The performance advantage comes from lazy loading: the internal Html (CSS engine) and Package (XPath engine) instances are only initialized on first use and reused across subsequent calls on the same parser instance.


📦 Installation

Install via your preferred package manager:

# npm
npm install @xcrap/html-parser

# yarn
yarn add @xcrap/html-parser

# pnpm
pnpm add @xcrap/html-parser

Requirements:

  • Node.js >= 18.0.0

Native binaries are pre-built and distributed for the following platforms:

Platform Architecture Support
Windows x64 ✅ Pre-built
macOS x64 🔧 Build from source
macOS ARM64 🔧 Build from source
Linux x64 (GNU) 🔧 Build from source

⚠️ Note: Currently only the Windows x64 binary is pre-built and included in the published package. Users on other platforms must compile the native addon locally — see the Development section for instructions.


🚀 Quick Start

import { HtmlParser, css, xpath } from "@xcrap/html-parser"

const html = `
  <html>
    <body>
      <h1 class="title">Hello World</h1>
      <ul>
        <li class="item">Item 1</li>
        <li class="item">Item 2</li>
        <li class="item">Item 3</li>
      </ul>
    </body>
  </html>
`

const parser = new HtmlParser(html)

// Select a single element using a CSS selector
const heading = parser.selectFirst({ query: css("h1") })
console.log(heading?.text) // "Hello World"

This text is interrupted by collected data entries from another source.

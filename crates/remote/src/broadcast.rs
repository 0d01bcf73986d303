// Path: crates/remote/src/broadcast.rs

//! Outbound gossip with peer memory.
//!
//! Two expiring maps remember which peers have already seen which notes and
//! endorsements, as senders or receivers, so broadcast never echoes an
//! item back to where it came from. Each channel delivers independently.

use crate::ttl::TtlCache;
use gitmesh_networking::message::{EndorsementMessage, PushNoteMessage};
use gitmesh_networking::{EndorsementGossip, PeerSet, PushGossip};
use gitmesh_types::error::PushError;
use gitmesh_types::push::{Endorsement, PushNote};
use gitmesh_types::Hash32;
use libp2p::PeerId;
use parking_lot::Mutex;
use std::sync::Arc;
use std::time::Duration;
use tracing::{debug, warn};

/// Entry cap for each peer-memory map.
const PEER_MEMORY_CAPACITY: usize = 100_000;

/// Expiring memory of which peer has seen which item.
pub struct PeerMemory {
    notes: Mutex<TtlCache<(PeerId, Hash32), ()>>,
    endorsements: Mutex<TtlCache<(PeerId, Hash32), ()>>,
}

impl PeerMemory {
    /// Creates peer memory with the configured per-map TTLs.
    pub fn new(note_ttl: Duration, endorsement_ttl: Duration) -> Self {
        Self {
            notes: Mutex::new(TtlCache::new(note_ttl, PEER_MEMORY_CAPACITY)),
            endorsements: Mutex::new(TtlCache::new(endorsement_ttl, PEER_MEMORY_CAPACITY)),
        }
    }

    /// Records that a peer has seen a note.
    pub fn record_note(&self, peer: PeerId, id: Hash32) {
        self.notes.lock().insert((peer, id), ());
    }

    /// Returns true if the peer is known to have seen the note.
    pub fn note_known(&self, peer: PeerId, id: Hash32) -> bool {
        self.notes.lock().contains(&(peer, id))
    }

    /// Records that a peer has seen an endorsement.
    pub fn record_endorsement(&self, peer: PeerId, id: Hash32) {
        self.endorsements.lock().insert((peer, id), ());
    }

    /// Returns true if the peer is known to have seen the endorsement.
    pub fn endorsement_known(&self, peer: PeerId, id: Hash32) -> bool {
        self.endorsements.lock().contains(&(peer, id))
    }

    /// Evicts expired entries from both maps.
    pub fn sweep(&self) {
        self.notes.lock().sweep();
        self.endorsements.lock().sweep();
    }
}

/// Fans notes and endorsements out to peers not known to have them.
pub struct Broadcaster {
    peers: Arc<dyn PeerSet>,
    push_gossip: Arc<dyn PushGossip>,
    endorsement_gossip: Arc<dyn EndorsementGossip>,
    memory: PeerMemory,
}

impl Broadcaster {
    /// Creates a broadcaster over the given swarm handles.
    pub fn new(
        peers: Arc<dyn PeerSet>,
        push_gossip: Arc<dyn PushGossip>,
        endorsement_gossip: Arc<dyn EndorsementGossip>,
        memory: PeerMemory,
    ) -> Self {
        Self {
            peers,
            push_gossip,
            endorsement_gossip,
            memory,
        }
    }

    /// The peer memory, shared with the inbound paths that record senders.
    pub fn memory(&self) -> &PeerMemory {
        &self.memory
    }

    /// Sends the note to every peer not recorded as having seen it.
    /// Returns the number of peers reached.
    pub async fn broadcast_push_note(&self, note: &PushNote) -> Result<usize, PushError> {
        let id = note.id()?;
        let bytes = PushNoteMessage::from_note(note)?;
        let mut sent = 0usize;

        for peer in self.peers.known_peers() {
            if self.memory.note_known(peer, id) {
                continue;
            }
            match self.push_gossip.send_note(peer, bytes.0.clone()).await {
                Ok(()) => {
                    self.memory.record_note(peer, id);
                    sent += 1;
                }
                Err(e) => {
                    warn!(target: "gossip", peer = %peer, "note delivery failed: {}", e);
                }
            }
        }

        debug!(target: "gossip", note = %hex::encode(id), peers = sent, "broadcast push note");
        Ok(sent)
    }

    /// Sends the endorsement to every peer not recorded as having seen it.
    /// Returns the number of peers reached.
    pub async fn broadcast_endorsement(&self, endorsement: &Endorsement) -> Result<usize, PushError> {
        let id = endorsement.id()?;
        let bytes = EndorsementMessage::from_endorsement(endorsement)?;
        let mut sent = 0usize;

        for peer in self.peers.known_peers() {
            if self.memory.endorsement_known(peer, id) {
                continue;
            }
            match self
                .endorsement_gossip
                .send_endorsement(peer, bytes.0.clone())
                .await
            {
                Ok(()) => {
                    self.memory.record_endorsement(peer, id);
                    sent += 1;
                }
                Err(e) => {
                    warn!(target: "gossip", peer = %peer, "endorsement delivery failed: {}", e);
                }
            }
        }

        debug!(target: "gossip", endorsement = %hex::encode(id), peers = sent, "broadcast endorsement");
        Ok(sent)
    }
}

// Select multiple elements and limit results
const items = parser.selectMany({ query: css("li.item"), limit: 2 })
console.log(items.map(el => el.text)) // ["Item 1", "Item 2"]

// Use XPath instead
const firstItem = parser.selectFirst({ query: xpath("//li[@class='item']") })
console.log(firstItem?.text) // "Item 1"

CommonJS is also fully supported via require:

const { parse, css, xpath } = require("@xcrap/html-parser")
const parser = parse(html)

📖 API Reference

HtmlParser / HTMLParser

The main entry point for parsing an HTML string. CSS and XPath engines are lazily initialized on first use and reused across subsequent queries.

Constructor

new HtmlParser(content: string): HtmlParser
Parameter Type Description
content string The raw HTML string to parse.

Alias: You can also use the parse(content: string) function as a convenience wrapper:

import { parse } from "@xcrap/html-parser"
const parser = parse(html)

selectFirst(options)

Selects the first element matching the given query.

parser.selectFirst(options: SelectFirstOptions): HTMLElement | null
Parameter Type Description
options.query QueryConfig A query config built with css() or xpath().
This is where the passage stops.